Wednesday, September 22, 2010
An American Exile: Going Off The Grid
We could only stay at our site in the Union Bay campground for two days as the busy Labor Day weekend was approaching and there were lots of reservations. We decided that we would pick up and head to the other end of Porcupine Mountains State Park to the more remote campgrounds near the Presque Isle waterfalls.
Overnight, the rain had started, was heavy at times and continued intermittently through the morning. Our tent was soaked and, once we ventured outside, we found that it was sitting in a gigantic puddle. I was surprised at how little this bout of weather was affecting my spirits. We had some coffee, some oatmeal, broke camp, and took hot showers before heading to our next location.
When we arrived at the Presque Isle campground there was only one sight that was available through the long weekend. We took it, staked out our site and set up our wet tent. By this time it had stopped raining but there was definitely more coming. We unloaded what we could out of the van and into the tent and set up a strategy for the weekend. It was Thursday and the weather seemed as though it was going to be iffy until Saturday. We would head into the nearest town to do laundry, re-stock our supplies and recharge our batteries–literally, we were running low on power and would be in our remote location for four days.
During our re-stock, we stopped in Walmart and decided on a new, larger tent. Our current tent was a little tight, especially with the two cots, three corgis and Pam’s new stool (her souvenir from North Dakota). We found a great tent that gave us lots of room….We could sleep without touching the sides, we could stand up to change our clothes, and we could get out of Quinn’s way when he decided to run amok. Our new purchase along with fresh supplies, clean clothes and recharged batteries for all of our devices put us in pretty good spirits as we headed back to the campsite. Our strategy would be to sleep in the van so that we wouldn’t have to deal with the weather…what a smart choice that turned out to be!
Through that night and the next day there was lots of rain and the wind was steadily picking up. We pretty much stayed in the van all day, having set it up like a lounge with pillows, blankets and our folding chairs. Hunkering down and blowing off the entire day like that was relaxing and gave me the chance to clear my mind by doing some NY Times crossword puzzles…an activity that I find soothing and stimulating all at once.
As the sun went down and the wind picked up, I noticed that the sunset was going to be fantastic. I grabbed my camera and headed to the beach to take advantage. When I got to the bottom of the long wooden staircase, I was floored to see Lake Superior take on the character of the ocean. The light was beautiful, the waves were big and angry and crashing on the rocks. This was awesome!
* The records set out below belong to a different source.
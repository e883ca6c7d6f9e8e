//!
//! Ordered staker collection backing the pending and current sets.
//!

use {
    crate::{
        data_model::{NodeId, Staker, SubnetId, Timestamp, TxId},
        error::{Error, Result},
    },
    std::collections::{BTreeMap, BTreeSet},
};

type QueueKey = (Timestamp, u8, TxId);

/// Stakers indexed by tx id and by (subnet, node), with a queue ordered by
/// the next transition time: start time when pending, end time when current.
#[derive(Clone, Debug)]
pub(crate) struct StakerSet {
    by_end: bool,
    stakers: BTreeMap<TxId, Staker>,
    queue: BTreeSet<QueueKey>,
    validators: BTreeMap<(SubnetId, NodeId), TxId>,
    delegators: BTreeMap<(SubnetId, NodeId), BTreeSet<TxId>>,
}

impl StakerSet {
    pub(crate) fn pending() -> Self {
        Self::new(false)
    }

    pub(crate) fn current() -> Self {
        Self::new(true)
    }

    fn new(by_end: bool) -> Self {
        StakerSet {
            by_end,
            stakers: BTreeMap::new(),
            queue: BTreeSet::new(),
            validators: BTreeMap::new(),
            delegators: BTreeMap::new(),
        }
    }

    #[inline(always)]
    fn queue_key(&self, s: &Staker) -> QueueKey {
        if self.by_end {
            (s.end_time, s.kind.removal_rank(), s.tx_id)
        } else {
            (s.start_time, s.kind.pending_rank(), s.tx_id)
        }
    }

    pub(crate) fn insert(&mut self, s: Staker) -> Result<()> {
        if self.stakers.contains_key(&s.tx_id) {
            return Err(Error::Conflict(format!("staker {} already present", s.tx_id)));
        }
        let key = (s.subnet_id, s.node_id);
        if s.is_validator() {
            if self.validators.contains_key(&key) {
                return Err(Error::Conflict(format!(
                    "{} already validates subnet {}",
                    s.node_id, s.subnet_id
                )));
            }
            self.validators.insert(key, s.tx_id);
        } else {
            self.delegators.entry(key).or_default().insert(s.tx_id);
        }
        self.queue.insert(self.queue_key(&s));
        self.stakers.insert(s.tx_id, s);
        Ok(())
    }

    pub(crate) fn remove(&mut self, tx_id: &TxId) -> Option<Staker> {
        let s = self.stakers.remove(tx_id)?;
        let qk = self.queue_key(&s);
        self.queue.remove(&qk);
        let key = (s.subnet_id, s.node_id);
        if s.is_validator() {
            self.validators.remove(&key);
        } else if let Some(ds) = self.delegators.get_mut(&key) {
            ds.remove(tx_id);
            if ds.is_empty() {
                self.delegators.remove(&key);
            }
        }
        Some(s)
    }

    #[inline(always)]
    pub(crate) fn get(&self, tx_id: &TxId) -> Option<&Staker> {
        self.stakers.get(tx_id)
    }

    pub(crate) fn validator(&self, subnet: &SubnetId, node: &NodeId) -> Option<&Staker> {
        self.validators
            .get(&(*subnet, *node))
            .and_then(|tx| self.stakers.get(tx))
    }

    pub(crate) fn delegators<'a>(
        &'a self,
        subnet: &SubnetId,
        node: &NodeId,
    ) -> impl Iterator<Item = &'a Staker> + 'a {
        self.delegators
            .get(&(*subnet, *node))
            .into_iter()
            .flatten()
            .filter_map(move |tx| self.stakers.get(tx))
    }

    /// Validators of `subnet`, in node order.
    pub(crate) fn validators_of<'a>(
        &'a self,
        subnet: &SubnetId,
    ) -> impl Iterator<Item = &'a Staker> + 'a {
        let subnet = *subnet;
        self.validators
            .range((subnet, NodeId([0; 20]))..=(subnet, NodeId([u8::MAX; 20])))
            .filter_map(move |(_, tx)| self.stakers.get(tx))
    }

    /// Earliest transition.
    #[inline(always)]
    pub(crate) fn peek(&self) -> Option<&Staker> {
        self.queue.iter().next().and_then(|(_, _, tx)| self.stakers.get(tx))
    }

    /// All stakers in transition order.
    pub(crate) fn iter_ordered(&self) -> impl Iterator<Item = &Staker> {
        self.queue.iter().filter_map(move |(_, _, tx)| self.stakers.get(tx))
    }

    pub(crate) fn len(&self) -> usize {
        self.stakers.len()
    }
}
impl ChainState {
    #[inline(always)]
    fn check_running(&self) -> Result<()> {
        if self.halted {
            return Err(Error::Fatal("chain halted after a failed accept".to_owned()));
        }
        Ok(())
    }

    /// State new transactions are checked against.
    fn admission_state(&self) -> &Staking {
        match self.blocks.get(&self.preferred).and_then(|e| e.staged.as_ref()) {
            Some(Staged::Standard(s)) => s,
            Some(Staged::Proposal { on_commit, .. }) => on_commit,
            None => self.ledger.staking(),
        }
    }

    /// Reject every processing block that can no longer be accepted once
    /// the block at `accepted` is: those at or below that height and their
    /// descendants.
    fn prune(&mut self, accepted: BlockHeight) {
        let mut dead: BTreeSet<BlockId> = self
            .blocks
            .iter()
            .filter(|(_, e)| e.status == Status::Processing && e.block.height() <= accepted)
            .map(|(id, _)| *id)
            .collect();
        loop {
            let orphans: Vec<BlockId> = self
                .blocks
                .iter()
                .filter(|(id, e)| !dead.contains(*id) && dead.contains(&e.block.parent_id()))
                .map(|(id, _)| *id)
                .collect();
            if orphans.is_empty() {
                break;
            }
            dead.extend(orphans);
        }

        for id in dead {
            if let Some(entry) = self.blocks.remove(&id) {
                debug!("pruned block {} at height {}", id, entry.block.height());
                self.discard(entry);
            }
        }
        if self.preferred != self.ledger.last_accepted() && !self.blocks.contains_key(&self.preferred)
        {
            self.preferred = self.ledger.last_accepted();
        }
    }

    /// Remember `entry` as rejected and queue its transactions again,
    /// except those some accepted block already applied.
    fn discard(&mut self, entry: BlockEntry) {
        if let BlockKind::Standard { txs } = entry.block.kind() {
            for tx in txs {
                let applied = tx
                    .body_id()
                    .map_or(false, |id| self.ledger.staking().is_tx_applied(&id));
                if applied {
                    continue;
                }
                if let Err(e) = self.mempool.add(tx.clone()) {
                    debug!("not re-queueing tx {}: {}", tx.id(), e);
                }
            }
        }
        if self.preferred == entry.block.id() {
            self.preferred = entry.block.parent_id();
        }
        self.rejected.put(entry.block.id(), entry.block);
    }

    fn height_of(&self, id: &BlockId) -> Option<BlockHeight> {
        if *id == self.ledger.last_accepted() {
            return Some(self.ledger.height());
        }
        self.blocks.get(id).map(|e| e.block.height())
    }

    /// State a child of kind `kind` executes on.
    fn parent_state(&self, parent: &BlockId, kind: &BlockKind) -> Result<&Staking> {
        if self.rejected.contains(parent) {
            return Err(Error::Conflict(format!("parent {parent} was rejected")));
        }
        let entry = self.blocks.get(parent);
        let option = matches!(kind, BlockKind::Commit | BlockKind::Abort);

        match (entry.and_then(|e| e.staged.as_ref()), kind) {
            (Some(Staged::Proposal { on_commit, .. }), BlockKind::Commit) => Ok(on_commit),
            (Some(Staged::Proposal { on_abort, .. }), BlockKind::Abort) => Ok(on_abort),
            (Some(Staged::Proposal { .. }), _) => Err(Error::Malformed(format!(
                "proposal {parent} is only followed by commit or abort"
            ))),
            (Some(Staged::Standard(_)), _) if option => Err(Error::Malformed(format!(
                "parent {parent} is not a proposal"
            ))),
            (Some(Staged::Standard(s)), _) => Ok(s),
            (None, _) if *parent == self.ledger.last_accepted() => {
                if option {
                    return Err(Error::Malformed(format!("parent {parent} is not a proposal")));
                }
                Ok(self.ledger.staking())
            }
            (None, _) => Err(Error::NotFound(NotFound::Block(*parent))),
        }
    }

    fn execute(
        &self,
        block: &Block,
        now: Timestamp,
        exec: &StandardTxExecutor<'_>,
    ) -> Result<Staged> {
        let parent_id = block.parent_id();
        let parent = self.parent_state(&parent_id, block.kind())?;
        let parent_height = self
            .height_of(&parent_id)
            .ok_or(Error::NotFound(NotFound::Block(parent_id)))?;
        if block.height() != parent_height + 1 {
            return Err(Error::Malformed(format!(
                "height {} does not follow parent height {}",
                block.height(),
                parent_height
            )));
        }
        let ts = block.timestamp();

        match block.kind() {
            BlockKind::Standard { txs } => {
                if let Some(s) = parent.reward_due() {
                    return Err(Error::InvalidTiming(format!(
                        "staker {} awaits its reward decision",
                        s.tx_id
                    )));
                }
                check_standard_timestamp(parent, ts, now)?;
                if txs.len() > parent.cfg().max_block_txs {
                    return Err(Error::Malformed(format!("{} txs in one block", txs.len())));
                }
                let mut ids = BTreeSet::new();
                if let Some(dup) = txs.iter().find(|tx| !ids.insert(tx.id())) {
                    return Err(Error::Conflict(format!("tx {} included twice", dup.id())));
                }

                let mut staged = parent.fork();
                let events = staged.advance_time(ts, RewardMode::Defer)?;
                if txs.is_empty() && events.is_empty() && staged.reward_due().is_none() {
                    return Err(Error::Malformed("block changes nothing".to_owned()));
                }
                for tx in txs {
                    exec.execute(&mut staged, tx)?;
                }
                Ok(Staged::Standard(staged))
            }
            BlockKind::Proposal { tx } => {
                if ts != parent.timestamp() {
                    return Err(Error::InvalidTiming(format!(
                        "proposal time {} differs from chain time {}",
                        ts,
                        parent.timestamp()
                    )));
                }
                let due = parent
                    .reward_due()
                    .map(|s| s.tx_id)
                    .ok_or_else(|| Error::Malformed("no staker awaits a reward".to_owned()))?;
                match tx.unsigned() {
                    UnsignedTx::RewardValidator { staker_tx_id } if *staker_tx_id == due => {}
                    _ => {
                        return Err(Error::Malformed(format!(
                            "proposal has to decide staker {due}"
                        )));
                    }
                }

                let mut on_commit = parent.fork();
                on_commit.remove_current_staker(&due, RewardDecision::Commit)?;
                let mut on_abort = parent.fork();
                on_abort.remove_current_staker(&due, RewardDecision::Abort)?;
                Ok(Staged::Proposal {
                    on_commit,
                    on_abort,
                })
            }
            BlockKind::Commit | BlockKind::Abort => {
                if ts != parent.timestamp() {
                    return Err(Error::InvalidTiming(format!(
                        "option time {} differs from proposal time {}",
                        ts,
                        parent.timestamp()
                    )));
                }
                // the branch already carries the decision; keep its journal
                Ok(Staged::Standard(parent.clone()))
            }
        }
    }
}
We had picked a spot where we were off the grid…no cell phone coverage, no Internet, no electricity…and it was beautiful here. I hardly noticed the rain in my excitement of the moment and felt an overwhelming sense of my surroundings. As I photographed, I worked my way down the beach to the mouth of the river, then, as the light faded, I worked my way up the path that ran next to the river. By the time I made it back to the campsite it was completely dark and my shoes were soaked but I didn’t care because I had such a great time chasing the light and taking pictures. I started to realize that maybe this was why I was in “exile.”
By the time the weather broke it was Saturday. I spent the rest of the weekend hiking through the many trails around the falls and taking pictures. I was feeling really great, getting lots of exercise and making lots of great photographs. Quinn and Kippie accompanied me on many of my various hikes and helped me to explore the area around the falls. It was great to have time to myself, to be able to think clearly and not feel stressed. Pam spent her time drawing at various locations and hanging out with Oonie.
I seemed to find some strength in the beauty and power of the many falls and cascades that dominated the landscape. The Ojibwa had called this area kaugabissing, "the place of the porcupines," and I remembered that the porcupine was seen as a symbol of gentle innocence and trust. I pictured myself as a porcupine, donning a fierce exterior complexion but possessing a soft underside…my enigma, as it were. This was my strategy for dealing with the world, for keeping people at arm’s length…my protection. The porcupine’s quills are stout protection from many predators except the kingfisher. Pam and I learned at Sullys Hill Nature Preserve in North Dakota, that the kingfisher was the one hunter who knew to attack the porcupine from its soft underbelly. The method of my recent demise started to make sense and I began to put it all in perspective. I had fallen victim to a clever predator. Perhaps I would have to re-evaluate my defenses.
Regardless of this rationalization, I was off the grid and feeling safe. This part of the Upper Peninsula was a great place in which to find distraction and sort things out in my head. The disappointment and peculiarity of the previous week…even the previous months…started to fade away and, though we didn’t make it to our planned destination, I felt that we had found a great place to hide.